I swallow hard, turn away, toward the window. I touch the cold glass. “Not really. But her guy seems better. He was admitted to the hospital, but they may let him out tomorrow.”

“Shit,” he says softly, and the feeling behind that little swearword makes me smile.

Not because it’s funny. But because he’s upset on my sister’s behalf.

Suddenly his voice isn’t enough. I wish he were here so I could throw my arms around him, so he could grip me hard and hold me close.

“I’ll be back tomorrow.” I trace patterns with my finger on the fog my breath leaves on the window.

“Okay. What about the kitty? Want me to feed her?”

Aw. My heart turns over, I swear. “The neighbor said she’ll do that, but thanks.”

“Great. Look, Cos… CosieCat. You sound tired. And sad. You sure you don’t want me to come over and then drive you back home? It’s no trouble.”

He’d drive for hours to come here just to drive me back to St. Louis?

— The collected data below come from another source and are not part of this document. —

// Copyright (C) 2026 Fred Clausen
// Use of this source code is governed by an MIT-style
// license that can be found in the LICENSE file or at
// https://opensource.org/licenses/MIT.

//! Session extraction for cookie-authenticated endpoints.
//!
//! The session token travels in an httponly cookie; this module provides
//! the Axum extractor that validates it against the session store.

use axum::{
    extract::FromRequestParts,
    http::{StatusCode, request::Parts},
    response::{IntoResponse, Response},
};
use tower_cookies::Cookies;
use tracing::{debug, warn};

use booktrack_api::AuthenticationService;
use booktrack_persistence::UserData;

use crate::AppState;

/// The cookie carrying the session token.
pub const SESSION_COOKIE: &str = "session_token";

/// Extractor for the authenticated user behind the session cookie.
///
/// # Authentication Flow
///
/// 1. Read the `session_token` cookie
/// 2. Validate the token via `AuthenticationService::validate_session`
/// 3. Check session expiration and that the user still exists
/// 4. Return the `UserData`
///
/// # Errors
///
/// Returns HTTP 401 Unauthorized if the cookie is missing or the
/// session is invalid or expired.
pub struct SessionUser(pub UserData);

impl FromRequestParts<AppState> for SessionUser {
    type Rejection = SessionError;

    async fn from_request_parts(
        parts: &mut Parts,
        state: &AppState,
    ) -> Result<Self, Self::Rejection> {
        let cookies: Cookies = Cookies::from_request_parts(parts, state)
            .await
            .map_err(|_| {
                warn!("Cookie jar unavailable on request");
                SessionError::MissingSessionCookie
            })?;

        let token: String = cookies
            .get(SESSION_COOKIE)
            .ok_or_else(|| {
                debug!("Missing session cookie");
                SessionError::MissingSessionCookie
            })?
            .value()
            .to_string();

        let mut persistence = state.persistence.lock().await;
        let user: UserData = AuthenticationService::validate_session(&mut persistence, &token)
            .map_err(|e| {
                warn!(error = %e, "Session validation failed");
                SessionError::InvalidSession(e.to_string())
            })?;
        drop(persistence);

        debug!(username = %user.username, "Session validated");
        Ok(Self(user))
    }
}

/// Session extraction errors.
#[derive(Debug)]
pub enum SessionError {
    /// No session cookie was sent.
    MissingSessionCookie,
    /// Session validation failed.
    InvalidSession(String),
}

impl IntoResponse for SessionError {
    fn into_response(self) -> Response {
        match self {
            Self::MissingSessionCookie => {
                (StatusCode::UNAUTHORIZED, "Missing session cookie").into_response()
            }
            Self::InvalidSession(reason) => (
                StatusCode::UNAUTHORIZED,
                format!("Session validation failed: {reason}"),
            )
                .into_response(),
        }
    }
}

It’s that sweetness in him that slays me. The kindness and the heat and everything that makes Merc who he is. Women talk of bad boys and how sexy and awesome they are. I’ve had enough of bad boys. There’s something to be said about a genuinely good guy.

Good to me. Never petty, never indifferent, never violent. I want his concern, his touch, nobody else’s.

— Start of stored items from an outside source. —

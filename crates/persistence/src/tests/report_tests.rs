// Copyright (C) 2026 Fred Clausen
// Use of this source code is governed by an MIT-style
// license that can be found in the LICENSE file or at
// https://opensource.org/licenses/MIT.

use super::{fresh_store, sample_book, seed_architecture};
use crate::data_models::{NewBook, ReportFilters};
use crate::Persistence;

/// Seeds three books: one finalized in January, one in March, one draft
/// (NULL `current_date`). Returns their ids in that order.
fn seed_report_data(store: &mut Persistence) -> (i64, i64, i64, i64, i64) {
    let (co, de_a, de_b) = seed_architecture(store);

    let mut january: NewBook = sample_book("r1", None);
    january.current_date = Some("2024-01-20".to_string());
    let jan_id: i64 = store
        .create_book(&january, co, &[de_a], "/r1.pdf", "2024-01-20")
        .unwrap()
        .book_id;

    let mut march: NewBook = sample_book("r2", None);
    march.current_date = Some("2024-03-05".to_string());
    march.book_status = Some("انجزت".to_string());
    let mar_id: i64 = store
        .create_book(&march, co, &[de_a, de_b], "/r2.pdf", "2024-03-05")
        .unwrap()
        .book_id;

    let mut draft: NewBook = sample_book("r3", None);
    draft.current_date = None;
    let draft_id: i64 = store
        .create_book(&draft, co, &[de_b], "/r3.pdf", "2024-03-06")
        .unwrap()
        .book_id;

    (jan_id, mar_id, draft_id, de_a, de_b)
}

#[test]
fn date_range_selects_only_finalized_rows_in_range() {
    let mut store: Persistence = fresh_store();
    let (jan_id, _, _, _, _) = seed_report_data(&mut store);

    let filters: ReportFilters = ReportFilters {
        start_date: Some("2024-01-01".to_string()),
        end_date: Some("2024-01-31".to_string()),
        ..ReportFilters::default()
    };
    let rows = store.report_books(&filters, None).unwrap();
    assert_eq!(rows.len(), 1);
    assert_eq!(rows[0].book_id, jan_id);
}

#[test]
fn unfinished_only_selects_null_current_date() {
    let mut store: Persistence = fresh_store();
    let (_, _, draft_id, _, _) = seed_report_data(&mut store);

    let filters: ReportFilters = ReportFilters {
        unfinished_only: true,
        ..ReportFilters::default()
    };
    let rows = store.report_books(&filters, None).unwrap();
    assert_eq!(rows.len(), 1);
    assert_eq!(rows[0].book_id, draft_id);
    assert!(rows[0].current_date.is_none());
}

#[test]
fn status_filter_composes_with_the_range() {
    let mut store: Persistence = fresh_store();
    let (_, mar_id, _, _, _) = seed_report_data(&mut store);

    let filters: ReportFilters = ReportFilters {
        book_status: Some("انجزت".to_string()),
        start_date: Some("2024-01-01".to_string()),
        end_date: Some("2024-12-31".to_string()),
        ..ReportFilters::default()
    };
    let rows = store.report_books(&filters, None).unwrap();
    assert_eq!(rows.len(), 1);
    assert_eq!(rows[0].book_id, mar_id);
}

#[test]
fn pairing_restriction_goes_through_the_bridge_table() {
    let mut store: Persistence = fresh_store();
    let (jan_id, mar_id, draft_id, de_a, de_b) = seed_report_data(&mut store);

    let ids_a: Vec<i64> = store.book_ids_for_pairing(None, Some(de_a)).unwrap();
    assert!(ids_a.contains(&jan_id));
    assert!(ids_a.contains(&mar_id));
    assert!(!ids_a.contains(&draft_id));

    let ids_b: Vec<i64> = store.book_ids_for_pairing(None, Some(de_b)).unwrap();
    assert!(ids_b.contains(&mar_id));
    assert!(ids_b.contains(&draft_id));

    // Restricting the report by the de_b set drops the January book.
    let filters: ReportFilters = ReportFilters::default();
    let rows = store.report_books(&filters, Some(&ids_b)).unwrap();
    let row_ids: Vec<i64> = rows.iter().map(|r| r.book_id).collect();
    assert!(!row_ids.contains(&jan_id));
    assert!(row_ids.contains(&mar_id));
    assert!(row_ids.contains(&draft_id));
}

I fight it. “I’ll be fine.”

He says goodbye, and vaguely aware of it, of the line going silent as I stay clutching my phone and trying to stop myself from calling back and asking him to please drive over tonight and hold me.

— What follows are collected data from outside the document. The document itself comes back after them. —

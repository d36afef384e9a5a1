// Copyright (C) 2026 Fred Clausen
// Use of this source code is governed by an MIT-style
// license that can be found in the LICENSE file or at
// https://opensource.org/licenses/MIT.

#![deny(
    clippy::pedantic,
    clippy::cargo,
    clippy::nursery,
    clippy::style,
    clippy::correctness,
    clippy::all
)]
#![allow(clippy::multiple_crate_versions)]

use std::collections::HashMap;
use std::sync::Arc;

use axum::{
    Json, Router,
    extract::{Multipart, Path, Query, State as AxumState},
    http::{StatusCode, header},
    response::{IntoResponse, Response},
    routing::{delete, get, patch, post},
};
use clap::Parser;
use serde::{Deserialize, Serialize};
use tokio::sync::Mutex;
use tower_cookies::{Cookie, CookieManagerLayer, Cookies, cookie::SameSite};
use tracing::{error, info};

use booktrack_api::{
    ApiError, AuthResponse, AuthenticationService, BookFollowUpService, BookResponse,
    BookStatusCounts, BookTypeCounts, CommitteeResponse, CommitteeWithDepartments,
    CreateBookInput, CreateBookResponse, CurrentUserResponse, DeletePdfRequest,
    DepartmentResponse, ExistsResponse, LoginRequest, MessageResponse, PaginatedBooks,
    PdfFileResponse, PdfService, RegisterRequest, ReportFiltersEcho, ReportService,
    ReportWithStats, SESSION_TTL, SubjectSearchRequest, UpdateBookResponse,
    UserBookCountResponse,
};
use booktrack_domain::BookPatch;
use booktrack_persistence::{BookFilters, Persistence, PersistenceError};

mod config;
mod session;

use config::{DatabaseConfig, Mode, ServerConfig};
use session::{SESSION_COOKIE, SessionUser};

/// BookTrack Server - HTTP server for the book follow-up system.
#[derive(Parser, Debug)]
#[command(author, version, about, long_about = None)]
struct Args {
    /// Bind host, overriding the HOST environment variable.
    #[arg(long)]
    host: Option<String>,

    /// Bind port, overriding the PORT environment variable.
    #[arg(short, long)]
    port: Option<u16>,

    /// Path to a `SQLite` database file, overriding the configured
    /// database selection.
    #[arg(short, long)]
    database: Option<String>,
}

/// Application state shared across handlers.
#[derive(Clone)]
pub struct AppState {
    /// The persistence adapter wrapped in a Mutex for safe concurrent
    /// access.
    pub persistence: Arc<Mutex<Persistence>>,
    /// The immutable server configuration.
    pub config: Arc<ServerConfig>,
}

/// Error response type.
#[derive(Debug, Clone, Serialize, Deserialize)]
struct ErrorResponse {
    /// Error indicator.
    error: bool,
    /// Error message.
    message: String,
}

/// HTTP error wrapper that implements `IntoResponse`.
struct HttpError {
    /// The HTTP status code.
    status: StatusCode,
    /// The error message.
    message: String,
}

impl HttpError {
    /// A 400 with the given message.
    fn bad_request(message: impl Into<String>) -> Self {
        Self {
            status: StatusCode::BAD_REQUEST,
            message: message.into(),
        }
    }
}

impl IntoResponse for HttpError {
    fn into_response(self) -> Response {
        let body: Json<ErrorResponse> = Json(ErrorResponse {
            error: true,
            message: self.message,
        });
        (self.status, body).into_response()
    }
}

impl From<ApiError> for HttpError {
    fn from(err: ApiError) -> Self {
        let status: StatusCode = match &err {
            ApiError::AuthenticationFailed { .. } => StatusCode::UNAUTHORIZED,
            ApiError::InvalidInput { .. } => StatusCode::BAD_REQUEST,
            ApiError::ResourceNotFound { .. } => StatusCode::NOT_FOUND,
            ApiError::Conflict { .. } => StatusCode::CONFLICT,
            ApiError::Internal { .. } => {
                error!(error = %err, "Internal error");
                StatusCode::INTERNAL_SERVER_ERROR
            }
        };
        Self {
            status,
            message: err.to_string(),
        }
    }
}

impl From<PersistenceError> for HttpError {
    fn from(err: PersistenceError) -> Self {
        error!(error = %err, "Persistence error");
        Self {
            status: StatusCode::INTERNAL_SERVER_ERROR,
            message: format!("Persistence error: {err}"),
        }
    }
}

// ============================================================================
// Query parameter structures
// ============================================================================

/// Query parameters for the paginated listing.
#[derive(Debug, Deserialize)]
struct GetAllQuery {
    page: Option<i64>,
    limit: Option<i64>,
    #[serde(rename = "bookNo")]
    book_no: Option<String>,
    #[serde(rename = "bookStatus")]
    book_status: Option<String>,
    #[serde(rename = "bookType")]
    book_type: Option<String>,
    #[serde(rename = "directoryName")]
    directory_name: Option<String>,
    subject: Option<String>,
    #[serde(rename = "incomingNo")]
    incoming_no: Option<String>,
}

/// Query parameters for the late-books listing. `userID` is required.
#[derive(Debug, Deserialize)]
struct LateBooksQuery {
    page: Option<i64>,
    limit: Option<i64>,
    #[serde(rename = "userID")]
    user_id: i64,
}

/// Query parameters shared by the reporting endpoints.
#[derive(Debug, Deserialize)]
struct ReportQuery {
    #[serde(rename = "bookType")]
    book_type: Option<String>,
    #[serde(rename = "bookStatus")]
    book_status: Option<String>,
    #[serde(rename = "startDate")]
    start_date: Option<String>,
    #[serde(rename = "endDate")]
    end_date: Option<String>,
    #[serde(rename = "unfinishedOnly")]
    unfinished_only: Option<bool>,
    #[serde(rename = "coID")]
    co_id: Option<i64>,
    #[serde(rename = "deID")]
    de_id: Option<i64>,
}

impl From<ReportQuery> for ReportFiltersEcho {
    fn from(query: ReportQuery) -> Self {
        Self {
            book_type: query.book_type,
            book_status: query.book_status,
            start_date: query.start_date,
            end_date: query.end_date,
            unfinished_only: query.unfinished_only.unwrap_or(false),
            co_id: query.co_id,
            de_id: query.de_id,
        }
    }
}

/// Query parameters for the book-number existence probe.
#[derive(Debug, Deserialize)]
struct CheckBookNoQuery {
    #[serde(rename = "bookNo")]
    book_no: String,
    #[serde(rename = "bookType")]
    book_type: String,
    #[serde(rename = "bookDate")]
    book_date: String,
}

/// Query parameters for the directory-name search.
#[derive(Debug, Deserialize)]
struct DirectorySearchQuery {
    search: Option<String>,
}

// ============================================================================
// Multipart handling
// ============================================================================

/// A parsed multipart form: text fields plus at most one file.
struct MultipartForm {
    fields: HashMap<String, String>,
    file: Option<(Vec<u8>, String)>,
}

impl MultipartForm {
    /// Returns a trimmed optional field, treating empty as absent.
    fn get(&self, name: &str) -> Option<String> {
        self.fields
            .get(name)
            .map(|v| v.trim().to_string())
            .filter(|v| !v.is_empty())
    }

    /// Returns a required field.
    fn require(&self, name: &str) -> Result<String, HttpError> {
        self.get(name)
            .ok_or_else(|| HttpError::bad_request(format!("Missing form field '{name}'")))
    }

    /// Returns a required integer field.
    fn require_i64(&self, name: &str) -> Result<i64, HttpError> {
        self.require(name)?
            .parse()
            .map_err(|_| HttpError::bad_request(format!("Form field '{name}' must be an integer")))
    }

    /// Returns an optional integer field.
    fn get_i64(&self, name: &str) -> Result<Option<i64>, HttpError> {
        self.get(name)
            .map(|v| {
                v.parse().map_err(|_| {
                    HttpError::bad_request(format!("Form field '{name}' must be an integer"))
                })
            })
            .transpose()
    }
}

/// Drains a multipart stream into text fields and the uploaded file.
async fn read_multipart(mut multipart: Multipart) -> Result<MultipartForm, HttpError> {
    let mut fields: HashMap<String, String> = HashMap::new();
    let mut file: Option<(Vec<u8>, String)> = None;

    while let Some(field) = multipart
        .next_field()
        .await
        .map_err(|e| HttpError::bad_request(format!("Malformed multipart body: {e}")))?
    {
        let name: String = field.name().unwrap_or_default().to_string();
        if name == "file" {
            let filename: String = field.file_name().unwrap_or("upload.pdf").to_string();
            let bytes = field
                .bytes()
                .await
                .map_err(|e| HttpError::bad_request(format!("Failed to read file: {e}")))?;
            file = Some((bytes.to_vec(), filename));
        } else {
            let value: String = field
                .text()
                .await
                .map_err(|e| HttpError::bad_request(format!("Failed to read field: {e}")))?;
            fields.insert(name, value);
        }
    }

    Ok(MultipartForm { fields, file })
}

// ============================================================================
// Book handlers
// ============================================================================

/// Handler for POST `/api/bookFollowUp` — create a book with its first
/// PDF.
async fn handle_create_book(
    AxumState(state): AxumState<AppState>,
    multipart: Multipart,
) -> Result<Json<CreateBookResponse>, HttpError> {
    let form: MultipartForm = read_multipart(multipart).await?;
    let (file_bytes, original_filename) = form
        .file
        .clone()
        .ok_or_else(|| HttpError::bad_request("Missing uploaded file"))?;

    let input: CreateBookInput = CreateBookInput {
        book_no: form.require("bookNo")?,
        book_date: form.require("bookDate")?,
        book_type: form.require("bookType")?,
        directory_name: form.get("directoryName"),
        incoming_no: form.get("incomingNo"),
        incoming_date: form.get("incomingDate"),
        subject: form.get("subject"),
        destination: form.get("destination"),
        book_action: form.get("bookAction"),
        book_status: form.get("bookStatus"),
        notes: form.get("notes"),
        user_id: form.require_i64("userID")?,
        co_id: form.require_i64("coID")?,
        de_ids: form.require("deIDs")?,
        file_bytes,
        original_filename,
    };

    info!(book_no = %input.book_no, "Handling create book request");

    let mut persistence = state.persistence.lock().await;
    let response: CreateBookResponse = BookFollowUpService::create_book(
        &mut persistence,
        &state.config.upload_dir,
        &state.config.source_dir,
        &input,
    )?;
    drop(persistence);

    Ok(Json(response))
}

Because now I’m starting to believe he’d do it.

Oh man… I’m starting to feel way too much for this sexy, good boy who’s obsessed with music, sexing me against walls—and who’s named after a God of the dead.

Chapter Nineteen

Merc

Sunday lunch with the family doesn’t feel the same as always. Something’s missing, and I can’t put my finger on it. The air feels too thick, a sense of drowning, as if there isn’t enough oxygen in the room, as if not all of us are accounted for.

But Gigi distracts me, banging her knife on her glass. Silence spreads. Jarett’s smile is faint but bright, his neck flushed—a mirror of my sister’s flaming cheeks.

“I told you I have an announcement to make,” she says breathlessly, then points her knife at Mom. “No, it’s not a grandbaby. Not yet.”

Mom lets out a strangled laugh.

“No, the thing is…” She meets her man’s gaze, draws a bracing breath. “Jarett asked me to marry him.”

I’d suspected it, but the hoots of approval and clapping of hands, the beaming faces around me, cut through the strange mind fog. I whistle and clap along with them, so fucking pleased for them as anyone who followed their story from up close. They beat the odds, kept the faith and stayed in love.

“Way to go, guys,” I tell them afterward, clasping hands with Jarett and giving my sis a hug. “Congratulations. Have you set a date?”

“Not yet. Oh God. It’s so weird. You’re not the first people I’ve told about this, I’ve already told Sydney, but it doesn’t get any easier.” She fans her face, puffs, eyes shining. “You know what I mean.”